How are you, who are reading these words? Same, same, but not really? I hope you’re well in mind, spirit and body. I hope you stay that way.

I’m raking and stacking firewood. I’m writing. I’m holding tight to my friends. I’m picking up seedlings, buying local eggs, transplanting a rose. I don’t know when I’m going back to work. I don’t know what work will look like when I do go back. I don’t know what my economic future looks like, or if we’ll be able to buy the food we need. I don’t know anything about the deep, invisible changes and currents that are always present in life and mostly hidden from my awareness. This day blurs into all the others since the day I stopped working. I have to look at the calendar to know the day of the week and date. I’m not even sure what time it is.

Outside my window, the wind is blowing, stirring the budding trees and buffeting against the house. Things are happening, visibly and invisibly, here at home, in the community, in the state, in the country, in the world. This day is different than yesterday, and tomorrow will be different again, in spite of this long, weary grind of being stuck at home and uncertain about everything. It looks the same as yesterday. It feels the same as yesterday. But it’s not the same.
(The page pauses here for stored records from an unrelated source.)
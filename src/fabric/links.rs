
use crossbeam_channel::{bounded, Receiver, Sender, TrySendError};

use log::debug;

/// Bounded single-producer single-consumer link whose sends block on a full
/// queue.  Used on the paths where skipping an interval's data would corrupt
/// tracking state.
pub fn blocking_link<T>(capacity:usize) -> (Sender<T>, Receiver<T>) {
	bounded(capacity)
}

/// Write side of a link that must never stall its producer.  A full queue
/// drops the new message and counts it; a disconnected consumer is treated
/// as gone, which only happens at shutdown.
pub struct NonBlockingSender<T> {
	name: &'static str,
	tx: Sender<T>,
	dropped: usize,
}

impl<T> NonBlockingSender<T> {

	pub fn send(&mut self, msg:T) -> bool {
		match self.tx.try_send(msg) {
			Ok(()) => true,
			Err(TrySendError::Full(_)) => {
				self.dropped += 1;
				if self.dropped.is_power_of_two() {
					debug!("{}: consumer backlog, {} messages dropped so far", self.name, self.dropped);
				}
				false
			},
			Err(TrySendError::Disconnected(_)) => false,
		}
	}

	/// Backpressure variant for paced file runs, where stalling the producer
	/// is preferable to losing samples
	pub fn send_blocking(&mut self, msg:T) -> bool {
		self.tx.send(msg).is_ok()
	}

	pub fn dropped(&self) -> usize { self.dropped }

}

pub fn nonblocking_link<T>(name:&'static str, capacity:usize) -> (NonBlockingSender<T>, Receiver<T>) {
	let (tx, rx) = bounded(capacity);
	(NonBlockingSender{ name, tx, dropped: 0 }, rx)
}

pub const GPS_L1_FREQ_HZ:f64 = 1.57542e9;
pub const GPS_L1_CA_CODE_RATE_CHIPS_PER_SEC:f64 = 1.023e6;
pub const GPS_L1_CA_CODE_LENGTH_CHIPS:usize = 1023;
pub const GPS_L1_CA_CODE_PERIOD_SEC:f64 = 1.0e-3;
pub const GPS_L1_CA_SEC_PER_CHIP:f64 = GPS_L1_CA_CODE_PERIOD_SEC / 1023.0;

/// 20 code periods per 50 [bps] data bit
pub const GPS_L1_CA_CODES_PER_BIT:usize = 20;

/// Doppler on the carrier maps onto the code rate through this ratio when
/// the DLL is carrier-aided
pub const CODE_CARRIER_RATIO:f64 = GPS_L1_CA_CODE_RATE_CHIPS_PER_SEC / GPS_L1_FREQ_HZ;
How am I? Same, same. But not really.

My daily crime.

Photo by Aaron Burden on Unsplash

© 2020, Jenny Rose. All rights reserved.

2 thoughts on “Same, Same, But Not Really

  1. Susan McLeod

    For better or worse, I am considered an essential worker, so my life has not changed much. On the one hand, I have been wildly jealous of those who are at home and have scads of free time. On the other hand, I am beyond grateful to have a job and the money it brings, at least for the moment. I expect that in three or four months, my job will have disappeared, too.

    I understand what you say about the “slow motion.” Most of the time, when we think of disaster, we imagine it as being cataclysmic, a horrible thing in a short time period. This pandemic, though, is playing out in slow motion. Things change, but they do it gradually, and that makes it hard to stay focused. It will be interesting to look back on this time six months from now, or a year or five, when we know so much more and have the benefit of hindsight.

    Reply
    1. Jenny Rose Post author

      It seems to me we’re each having a fascinating (if uncomfortable) journey with this pandemic. I think no one can be unaffected, but we’re affected in such different ways! I felt just like you in my last couple weeks of work: so grateful for the normalcy of my routine and the paycheck, but seeing the writing on the wall in terms of the future. When we were shut down and I was quarantined, I decided I might as well enjoy all the unexpected time at home, and I have in many ways, but I want to work and I miss my job very much, along with a lot of other “normal” things. Yet this time has been unexpectedly rich and also challenging in ways I never could have predicted. Maybe the lesson is to enjoy it all as much as we can in the moment(s) we have it. I too think it will be amazing to look back at this time from some point in the future. Thanks for reading and commenting, Susan. Take care and stay safe.